And when they do mention the play, they make pains to let everyone know—as if we did not—that it was Game 6, not 7, and the Red Sox weren't ahead, the score was tied. If he'd made the play, a routine grounder, Game 6 of the 1986 World Series would‘ve gone to the top of the 11th, tied 5-5. But he didn’t so it continued onto Game 7 the following night. The Red Sox led that one at one point, too.
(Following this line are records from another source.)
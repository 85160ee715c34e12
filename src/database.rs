//! Database Infrastructure Layer
//!
//! Connection handling, schema initialization, and data access for users,
//! sessions, projects, collaborators, boards, tasks, comments, and todos.
//! The unit of atomicity is a single statement; multi-step mutations
//! (cascading deletes, serial assignment, board reassignment) run inside
//! explicit transactions.

use std::ops::Deref;
use std::str::FromStr;

use sqlx::sqlite::{SqliteConnectOptions, SqlitePoolOptions};
use sqlx::SqlitePool;
use tracing::info;

use crate::models::Role;

#[derive(Debug)]
pub enum DatabaseError {
    Query(sqlx::Error),
    NotFound(String),
    Conflict(String),
}

impl std::fmt::Display for DatabaseError {
    fn fmt(&self, f: &mut std::fmt::Formatter<'_>) -> std::fmt::Result {
        match self {
            DatabaseError::Query(err) => write!(f, "Database query error: {}", err),
            DatabaseError::NotFound(msg) => write!(f, "{}", msg),
            DatabaseError::Conflict(msg) => write!(f, "{}", msg),
        }
    }
}

impl std::error::Error for DatabaseError {}

impl From<sqlx::Error> for DatabaseError {
    fn from(err: sqlx::Error) -> Self {
        DatabaseError::Query(err)
    }
}

pub type Result<T> = std::result::Result<T, DatabaseError>;

/// Map a unique-constraint violation to a domain conflict, everything else
/// to a query error.
fn conflict_on_unique(err: sqlx::Error, message: &str) -> DatabaseError {
    match &err {
        sqlx::Error::Database(db) if db.is_unique_violation() => {
            DatabaseError::Conflict(message.to_string())
        }
        _ => DatabaseError::Query(err),
    }
}

fn not_found_on_missing(err: sqlx::Error, message: &str) -> DatabaseError {
    match err {
        sqlx::Error::RowNotFound => DatabaseError::NotFound(message.to_string()),
        e => DatabaseError::Query(e),
    }
}

// ========== Row types ==========

#[derive(Debug, Clone, sqlx::FromRow)]
pub struct UserRow {
    pub id: i64,
    pub username: String,
    pub email: String,
    pub full_name: String,
    pub password_hash: String,
    pub created_at: String,
}

#[derive(Debug, Clone, sqlx::FromRow)]
pub struct PendingSignupRow {
    pub email: String,
    pub full_name: String,
    pub username: String,
    pub password_hash: String,
    pub otp: String,
    pub expires_at: String,
}

#[derive(Debug, Clone, sqlx::FromRow)]
pub struct ProjectRow {
    pub id: i64,
    pub short_id: String,
    pub title: String,
    pub description: Option<String>,
    pub github_link: Option<String>,
    pub project_type: String,
    pub status: String,
    pub created_by: i64,
    pub created_at: String,
    pub updated_at: String,
}

/// Collaborator entry joined with the user's directory fields.
#[derive(Debug, Clone, sqlx::FromRow)]
pub struct CollaboratorRow {
    pub user_id: i64,
    pub role: String,
    pub username: String,
    pub full_name: String,
    pub email: String,
}

#[derive(Debug, Clone, sqlx::FromRow)]
pub struct BoardRow {
    pub board_id: String,
    pub name: String,
}

#[derive(Debug, Clone, sqlx::FromRow)]
pub struct TaskRow {
    pub id: i64,
    pub project_id: i64,
    pub serial_number: i64,
    pub title: String,
    pub description: Option<String>,
    pub task_type: String,
    pub status: String,
    pub deadline: Option<String>,
    pub assignee: Option<i64>,
    pub created_at: String,
    pub updated_at: String,
}

#[derive(Debug, Clone, sqlx::FromRow)]
pub struct CommentRow {
    pub user_id: i64,
    pub username: String,
    pub full_name: String,
    pub email: String,
    pub text: String,
    pub created_at: String,
}

#[derive(Debug, Clone, sqlx::FromRow)]
pub struct TodoRow {
    pub id: i64,
    pub user_id: i64,
    pub name: String,
    pub priority: String,
    pub category: String,
    pub due_date: Option<String>,
    pub status: String,
    pub created_at: String,
}

#[derive(Clone)]
pub struct Database {
    pool: SqlitePool,
}

impl Deref for Database {
    type Target = SqlitePool;
    fn deref(&self) -> &Self::Target {
        &self.pool
    }
}
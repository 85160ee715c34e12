//! Error Types
//!
//! The service-level error taxonomy. Every domain failure is one of these
//! variants; the `IntoResponse` impl is the single place where they are
//! translated to an HTTP status and a JSON body with a human-readable
//! `message` (plus a `details` list for multi-field validation failures).
//! Storage-layer errors are logged and surfaced as a generic 500.

use std::fmt;

use axum::Json;
use axum::http::StatusCode;
use axum::response::{IntoResponse, Response};

use crate::database::DatabaseError;

#[derive(Debug)]
pub enum ApiError {
    Validation { message: String, details: Vec<String> },
    Unauthorized(String),
    Forbidden(String),
    NotFound(String),
    Conflict(String),
    Internal(String),
}

impl ApiError {
    pub fn validation(message: impl Into<String>) -> Self {
        ApiError::Validation {
            message: message.into(),
            details: Vec::new(),
        }
    }

    pub fn validation_details(details: Vec<String>) -> Self {
        ApiError::Validation {
            message: "Validation error".to_string(),
            details,
        }
    }

    pub fn not_found(message: impl Into<String>) -> Self {
        ApiError::NotFound(message.into())
    }

    pub fn forbidden(message: impl Into<String>) -> Self {
        ApiError::Forbidden(message.into())
    }

    pub fn conflict(message: impl Into<String>) -> Self {
        ApiError::Conflict(message.into())
    }

    pub fn status(&self) -> StatusCode {
        match self {
            ApiError::Validation { .. } => StatusCode::BAD_REQUEST,
            ApiError::Unauthorized(_) => StatusCode::UNAUTHORIZED,
            ApiError::Forbidden(_) => StatusCode::FORBIDDEN,
            ApiError::NotFound(_) => StatusCode::NOT_FOUND,
            ApiError::Conflict(_) => StatusCode::CONFLICT,
            ApiError::Internal(_) => StatusCode::INTERNAL_SERVER_ERROR,
        }
    }
}

impl fmt::Display for ApiError {
    fn fmt(&self, f: &mut fmt::Formatter<'_>) -> fmt::Result {
        match self {
            ApiError::Validation { message, details } => {
                if details.is_empty() {
                    write!(f, "{}", message)
                } else {
                    write!(f, "{}: {}", message, details.join(", "))
                }
            }
            ApiError::Unauthorized(msg) => write!(f, "{}", msg),
            ApiError::Forbidden(msg) => write!(f, "{}", msg),
            ApiError::NotFound(msg) => write!(f, "{}", msg),
            ApiError::Conflict(msg) => write!(f, "{}", msg),
            ApiError::Internal(msg) => write!(f, "{}", msg),
        }
    }
}

impl std::error::Error for ApiError {}

impl From<DatabaseError> for ApiError {
    fn from(err: DatabaseError) -> Self {
        match err {
            DatabaseError::NotFound(msg) => ApiError::NotFound(msg),
            DatabaseError::Conflict(msg) => ApiError::Conflict(msg),
            DatabaseError::Query(e) => ApiError::Internal(e.to_string()),
        }
    }
}

impl IntoResponse for ApiError {
    fn into_response(self) -> Response {
        let status = self.status();

        // Never leak storage internals to clients.
        if let ApiError::Internal(ref msg) = self {
            tracing::error!(error = %msg, "internal error");
            let body = serde_json::json!({ "message": "Internal server error" });
            return (status, Json(body)).into_response();
        }

        let body = match &self {
            ApiError::Validation { message, details } if !details.is_empty() => {
                serde_json::json!({ "message": message, "details": details })
            }
            other => serde_json::json!({ "message": other.to_string() }),
        };

        (status, Json(body)).into_response()
    }
}

#[cfg(test)]
mod tests {
    use super::*;

    #[test]
    fn status_mapping_follows_http_conventions() {
        assert_eq!(ApiError::validation("x").status(), StatusCode::BAD_REQUEST);
        assert_eq!(
            ApiError::Unauthorized("x".into()).status(),
            StatusCode::UNAUTHORIZED
        );
        assert_eq!(ApiError::forbidden("x").status(), StatusCode::FORBIDDEN);
        assert_eq!(ApiError::not_found("x").status(), StatusCode::NOT_FOUND);
        assert_eq!(ApiError::conflict("x").status(), StatusCode::CONFLICT);
    }

    #[test]
    fn database_not_found_maps_to_404() {
        let err: ApiError = DatabaseError::NotFound("Project not found".into()).into();
        assert_eq!(err.status(), StatusCode::NOT_FOUND);
    }
}
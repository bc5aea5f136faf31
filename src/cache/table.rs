//! Cache Table
//!
//! Concurrent map from key to [`CacheEntry`]. The map's shard locks are held
//! only for the lookup or insert; refreshes happen on the returned entry.

use std::hash::Hash;
use std::sync::Arc;

use dashmap::DashMap;

use super::entry::CacheEntry;

/// Lookup-or-create table of per-key cache entries.
///
/// Keys are compared whole, so callers key each table on the tuple of
/// request fields rather than a joined string. Entries are never evicted:
/// the key domain is expected to stay small.
#[derive(Debug)]
pub struct CacheTable<K, V>
where
    K: Eq + Hash,
{
    entries: DashMap<K, Arc<CacheEntry<V>>>,
}

impl<K: Eq + Hash, V> Default for CacheTable<K, V> {
    fn default() -> Self {
        Self::new()
    }
}

impl<K: Eq + Hash, V> CacheTable<K, V> {
    /// Create an empty table
    pub fn new() -> Self {
        Self {
            entries: DashMap::new(),
        }
    }

    /// Return the entry for `key`, inserting an empty one if absent.
    pub fn get_or_create(&self, key: K) -> Arc<CacheEntry<V>> {
        if let Some(entry) = self.entries.get(&key) {
            return Arc::clone(entry.value());
        }

        let entry = self
            .entries
            .entry(key)
            .or_insert_with(|| Arc::new(CacheEntry::new()));
        Arc::clone(entry.value())
    }

    /// Number of keys that have been looked up
    pub fn len(&self) -> usize {
        self.entries.len()
    }

    pub fn is_empty(&self) -> bool {
        self.entries.is_empty()
    }
}

// =============================================================================
// Tests
// =============================================================================

#[cfg(test)]
mod tests {
    use super::*;
    use crate::cache::Lookup;
    use crate::error::TopoError;
    use std::time::Duration;

    fn key(cell: &str, keyspace: &str) -> (String, String) {
        (cell.to_string(), keyspace.to_string())
    }

    #[test]
    fn test_get_or_create_returns_same_entry() {
        let table: CacheTable<(String, String), u32> = CacheTable::new();
        assert!(table.is_empty());

        let a = table.get_or_create(key("cell1", "ks"));
        let b = table.get_or_create(key("cell1", "ks"));
        let c = table.get_or_create(key("cell2", "ks"));

        assert!(Arc::ptr_eq(&a, &b));
        assert!(!Arc::ptr_eq(&a, &c));
        assert_eq!(table.len(), 2);
    }

    #[test]
    fn test_separator_characters_do_not_merge_keys() {
        let table: CacheTable<(String, String), u32> = CacheTable::new();
        let a = table.get_or_create(key("a", "b:c"));
        let b = table.get_or_create(key("a:b", "c"));

        assert!(!Arc::ptr_eq(&a, &b));
        assert_eq!(table.len(), 2);
    }

    #[test]
    fn test_concurrent_creation_yields_one_entry() {
        let table: Arc<CacheTable<String, u32>> = Arc::new(CacheTable::new());

        let handles: Vec<_> = (0..8)
            .map(|_| {
                let table = Arc::clone(&table);
                std::thread::spawn(move || table.get_or_create("hot".to_string()))
            })
            .collect();
        let entries: Vec<_> = handles.into_iter().map(|h| h.join().unwrap()).collect();

        assert_eq!(table.len(), 1);
        assert!(entries.windows(2).all(|w| Arc::ptr_eq(&w[0], &w[1])));
    }

    #[tokio::test(start_paused = true)]
    async fn test_hung_key_does_not_block_other_keys() {
        let table: Arc<CacheTable<String, u32>> = Arc::new(CacheTable::new());
        let ttl = Duration::from_secs(1);

        let hung_table = Arc::clone(&table);
        let hung = tokio::spawn(async move {
            hung_table
                .get_or_create("slow".to_string())
                .get_or_refresh(ttl, || std::future::pending())
                .await
        });
        tokio::task::yield_now().await;

        let other = tokio::time::timeout(
            Duration::from_millis(10),
            table
                .get_or_create("fast".to_string())
                .get_or_refresh(ttl, || async { Ok::<_, TopoError>(5) }),
        )
        .await
        .expect("independent key must not wait on the hung fetch");

        assert_eq!(other, Lookup::Refreshed(5));
        assert!(!hung.is_finished());
        hung.abort();
    }
}
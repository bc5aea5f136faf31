//! Single-Flight Cache Engine
//!
//! Generic building blocks of the resilient serving graph cache.
//!
//! # Architecture
//!
//! ```text
//! ┌──────────────────────────────────────────────────────────────┐
//! │                 CacheTable<V>  (DashMap)                      │
//! │   key ──▶ Arc<CacheEntry<V>>     shard lock: lookup/insert    │
//! ├──────────────────────────────────────────────────────────────┤
//! │                 CacheEntry<V>                                 │
//! │   tokio Mutex held across check ─▶ fetch ─▶ store             │
//! │   at most one upstream fetch in flight per key                │
//! └──────────────────────────────────────────────────────────────┘
//! ```
//!
//! Keys are fully independent: a slow fetch for one key never delays
//! lookups of another.

mod entry;
mod table;

pub use entry::{CacheEntry, Lookup};
pub use table::CacheTable;
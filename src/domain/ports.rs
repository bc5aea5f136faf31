//! Domain Ports (DDD Port/Adapter Pattern)
//!
//! The cache depends on the topology store only through [`SrvTopoServer`].
//! Adapters in [`crate::adapters`] provide concrete implementations.
//!
//! # Architecture
//!
//! ```text
//! ┌─────────────────────────────────────────────────────────────┐
//! │                      Domain Layer                            │
//! │  ┌─────────────────────────────────────────────────────┐    │
//! │  │                 Port (Trait)                         │    │
//! │  │                 SrvTopoServer                        │    │
//! │  └─────────────────────────────────────────────────────┘    │
//! └─────────────────────────────────────────────────────────────┘
//!                              │
//!                              ▼
//! ┌─────────────────────────────────────────────────────────────┐
//! │                   Infrastructure Layer                       │
//! │  ┌─────────────────────────────────────────────────────┐    │
//! │  │                  Adapters (Impls)                    │    │
//! │  │        InMemoryTopoServer │ FileTopoServer           │    │
//! │  └─────────────────────────────────────────────────────┘    │
//! └─────────────────────────────────────────────────────────────┘
//! ```

use std::sync::Arc;

use async_trait::async_trait;

use super::topo::{EndPoints, SrvKeyspace, TabletType};
use crate::error::TopoResult;

/// Read-only serving graph calls used to resolve serving addresses.
///
/// This is the subset of the topology store that the routing layer needs.
/// Implementations make no caching promises; every call may hit the store.
#[async_trait]
pub trait SrvTopoServer: Send + Sync {
    /// Names of all keyspaces served in a cell.
    async fn get_srv_keyspace_names(&self, cell: &str) -> TopoResult<Vec<String>>;

    /// Serving configuration of one keyspace in a cell.
    async fn get_srv_keyspace(&self, cell: &str, keyspace: &str) -> TopoResult<SrvKeyspace>;

    /// Endpoints serving a shard for a tablet type in a cell.
    async fn get_end_points(
        &self,
        cell: &str,
        keyspace: &str,
        shard: &str,
        tablet_type: TabletType,
    ) -> TopoResult<EndPoints>;
}

#[async_trait]
impl<T: SrvTopoServer + ?Sized> SrvTopoServer for Arc<T> {
    async fn get_srv_keyspace_names(&self, cell: &str) -> TopoResult<Vec<String>> {
        (**self).get_srv_keyspace_names(cell).await
    }

    async fn get_srv_keyspace(&self, cell: &str, keyspace: &str) -> TopoResult<SrvKeyspace> {
        (**self).get_srv_keyspace(cell, keyspace).await
    }

    async fn get_end_points(
        &self,
        cell: &str,
        keyspace: &str,
        shard: &str,
        tablet_type: TabletType,
    ) -> TopoResult<EndPoints> {
        (**self)
            .get_end_points(cell, keyspace, shard, tablet_type)
            .await
    }
}
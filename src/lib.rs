//! srvtopo-cache - Resilient Serving Graph Cache
//!
//! A read-through cache in front of a cluster topology store. It answers the
//! routing layer's serving graph lookups (keyspace names per cell, keyspace
//! serving config, endpoints per shard and tablet type) while bounding the
//! query rate against the store and riding out its transient failures by
//! serving the last known good value.
//!
//! # Architecture
//!
//! ```text
//! caller ─▶ ResilientSrvTopoServer ─▶ CacheTable ─▶ CacheEntry ─▶ SrvTopoServer
//!                 │                    (lookup)     (single-flight   (store)
//!                 └─ HealthFilter on fresh endpoints  refresh)
//! ```
//!
//! # Modules
//!
//! - [`adapters`] - Topology store implementations (in-memory, file)
//! - [`api`] - HTTP lookup, health and metrics endpoints
//! - [`cache`] - Generic single-flight TTL cache engine
//! - [`domain`] - Serving graph value objects and the store port
//! - [`error`] - Error types
//! - [`health`] - Endpoint health filtering
//! - [`metrics`] - Prometheus event counters
//! - [`resilient`] - The resilient cache itself

pub mod adapters;
pub mod api;
pub mod cache;
pub mod domain;
pub mod error;
pub mod health;
pub mod metrics;
pub mod resilient;

// Re-export commonly used types
pub use domain::{EndPoint, EndPoints, SrvKeyspace, SrvTopoServer, TabletType};
pub use error::{Error, Result, TopoError, TopoResult};
pub use health::filter_unhealthy_servers;
pub use resilient::{CacheStats, ResilientConfig, ResilientSrvTopoServer};
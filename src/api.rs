//! HTTP Lookup API
//!
//! Maps request paths onto the resilient cache, plus the health and metrics
//! endpoints the binary exposes.
//!
//! | Path                                              | Response              |
//! |---------------------------------------------------|-----------------------|
//! | `/keyspaces/{cell}`                               | JSON keyspace names   |
//! | `/keyspace/{cell}/{keyspace}`                     | JSON `SrvKeyspace`    |
//! | `/endpoints/{cell}/{keyspace}/{shard}/{type}`     | JSON `EndPoints`      |
//! | `/debug/cache`                                    | JSON `CacheStats`     |
//! | `/metrics`                                        | Prometheus text       |
//! | `/healthz`, `/livez`, `/readyz`                   | `ok`                  |

use std::sync::Arc;

use http_body_util::Full;
use hyper::body::Bytes;
use hyper::header::{HeaderValue, CONTENT_TYPE};
use hyper::{Response, StatusCode};
use prometheus::{Encoder, Registry, TextEncoder};
use serde::Serialize;
use tracing::debug;

use crate::domain::TabletType;
use crate::error::Error;
use crate::resilient::ResilientSrvTopoServer;

/// A parsed request path.
#[derive(Debug, Clone, PartialEq, Eq)]
pub enum Route {
    Health,
    Metrics,
    CacheStats,
    KeyspaceNames {
        cell: String,
    },
    SrvKeyspace {
        cell: String,
        keyspace: String,
    },
    EndPoints {
        cell: String,
        keyspace: String,
        shard: String,
        tablet_type: TabletType,
    },
}

/// Why a path could not be routed
#[derive(Debug, Clone, PartialEq, Eq)]
pub enum RouteError {
    NotFound,
    BadRequest(String),
}

impl Route {
    /// Parse a request path; segments are percent-decoded.
    pub fn parse(path: &str) -> Result<Route, RouteError> {
        let segments = path
            .trim_matches('/')
            .split('/')
            .map(|s| {
                urlencoding::decode(s)
                    .map(|d| d.into_owned())
                    .map_err(|e| RouteError::BadRequest(format!("invalid path segment: {}", e)))
            })
            .collect::<Result<Vec<String>, RouteError>>()?;

        let segments: Vec<&str> = segments.iter().map(String::as_str).collect();
        let route = match segments.as_slice() {
            ["healthz"] | ["livez"] | ["readyz"] => Route::Health,
            ["metrics"] => Route::Metrics,
            ["debug", "cache"] => Route::CacheStats,
            ["keyspaces", cell] => Route::KeyspaceNames {
                cell: cell.to_string(),
            },
            ["keyspace", cell, keyspace] => Route::SrvKeyspace {
                cell: cell.to_string(),
                keyspace: keyspace.to_string(),
            },
            ["endpoints", cell, keyspace, shard, tablet_type] => Route::EndPoints {
                cell: cell.to_string(),
                keyspace: keyspace.to_string(),
                shard: shard.to_string(),
                tablet_type: tablet_type
                    .parse()
                    .map_err(|e: Error| RouteError::BadRequest(e.to_string()))?,
            },
            _ => return Err(RouteError::NotFound),
        };

        if route_has_empty_segment(&route) {
            return Err(RouteError::NotFound);
        }
        Ok(route)
    }
}

fn route_has_empty_segment(route: &Route) -> bool {
    match route {
        Route::KeyspaceNames { cell } => cell.is_empty(),
        Route::SrvKeyspace { cell, keyspace } => cell.is_empty() || keyspace.is_empty(),
        Route::EndPoints {
            cell,
            keyspace,
            shard,
            ..
        } => cell.is_empty() || keyspace.is_empty() || shard.is_empty(),
        _ => false,
    }
}

/// Answer a request for `path`.
pub async fn handle(
    server: &ResilientSrvTopoServer,
    registry: &Registry,
    path: &str,
) -> Response<Full<Bytes>> {
    let route = match Route::parse(path) {
        Ok(route) => route,
        Err(RouteError::NotFound) => return text(StatusCode::NOT_FOUND, "not found"),
        Err(RouteError::BadRequest(reason)) => {
            return json_error(StatusCode::BAD_REQUEST, &reason)
        }
    };
    debug!(?route, "handling request");

    match route {
        Route::Health => text(StatusCode::OK, "ok"),
        Route::Metrics => metrics(registry),
        Route::CacheStats => json(&server.stats()),
        Route::KeyspaceNames { cell } => lookup(server.get_srv_keyspace_names(&cell).await),
        Route::SrvKeyspace { cell, keyspace } => {
            lookup(server.get_srv_keyspace(&cell, &keyspace).await)
        }
        Route::EndPoints {
            cell,
            keyspace,
            shard,
            tablet_type,
        } => lookup(
            server
                .get_end_points(&cell, &keyspace, &shard, tablet_type)
                .await,
        ),
    }
}

fn lookup<T: Serialize>(result: crate::Result<Arc<T>>) -> Response<Full<Bytes>> {
    match result {
        Ok(value) => json(&*value),
        Err(e) => {
            let status = match e.topo_source() {
                Some(source) if source.is_no_node() => StatusCode::NOT_FOUND,
                Some(_) => StatusCode::SERVICE_UNAVAILABLE,
                None => StatusCode::INTERNAL_SERVER_ERROR,
            };
            json_error(status, &e.to_string())
        }
    }
}

fn metrics(registry: &Registry) -> Response<Full<Bytes>> {
    let encoder = TextEncoder::new();
    let mut buffer = Vec::new();
    if let Err(e) = encoder.encode(&registry.gather(), &mut buffer) {
        return json_error(StatusCode::INTERNAL_SERVER_ERROR, &e.to_string());
    }
    respond(StatusCode::OK, encoder.format_type(), buffer)
}

fn json<T: Serialize>(value: &T) -> Response<Full<Bytes>> {
    match serde_json::to_vec(value) {
        Ok(body) => respond(StatusCode::OK, "application/json", body),
        Err(e) => json_error(StatusCode::INTERNAL_SERVER_ERROR, &e.to_string()),
    }
}

fn json_error(status: StatusCode, message: &str) -> Response<Full<Bytes>> {
    let body = serde_json::json!({ "error": message }).to_string();
    respond(status, "application/json", body)
}

fn text(status: StatusCode, body: &'static str) -> Response<Full<Bytes>> {
    respond(status, "text/plain; charset=utf-8", body)
}

fn respond(
    status: StatusCode,
    content_type: &str,
    body: impl Into<Bytes>,
) -> Response<Full<Bytes>> {
    let mut response = Response::new(Full::new(body.into()));
    *response.status_mut() = status;
    if let Ok(value) = HeaderValue::from_str(content_type) {
        response.headers_mut().insert(CONTENT_TYPE, value);
    }
    response
}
The bottom half of the 10th was a clusterfuck so why did he get stuck with it? That's the question. Two outs, nobody on, a 2-run lead, and everyone in Boston all but tasting their first World Championship since 1918. Then:
- Gary Carter, single to left
- Kevin Mitchell, single to center
- Ray Knight, single to center
At which point, Sox manager John McNamara got off his ass and relieved Calvin Schiraldi, who'd already gone 2 2/3 innings, for Bob Stanley, their closer. Red Sox are still leading, mind you. It's first and third. You just need a strikeout, a groundout, a fly out, or a foul out. The key word is out. Instead:
- Wild pitch; Mitchell scores, Knight to 2B
That ties the score. So why does Bob Stanley get off scot-free? Why does Shiraldi, who let the Mets tie it up in the bottom of the 8th, and then couldn't close the deal in the bottom of the 10th? So much pain. Who's causing us this pain?
Back in ‘86, I was taking a break from Saturday night studying (I was that guy) and watching it all in the basement of Coffman Union on the University of Minnesota campus. I might’ve even had a bet on the game. I certainly had rooting interests. They develop fast in the postseason, and I'd liked the way that Red Sox had come back against the Angels in the ALCS, and I disliked almost everybody on that Mets team. They all seemed like assholes. (They all were assholes). Plus I wanted to see Red Sox fans celebrate for the first time since 1918 rather than Mets fans for the first time since 1969. Instead, the above, and it already felt lost by the time Stanley threw the wild pitch. How could they regroup?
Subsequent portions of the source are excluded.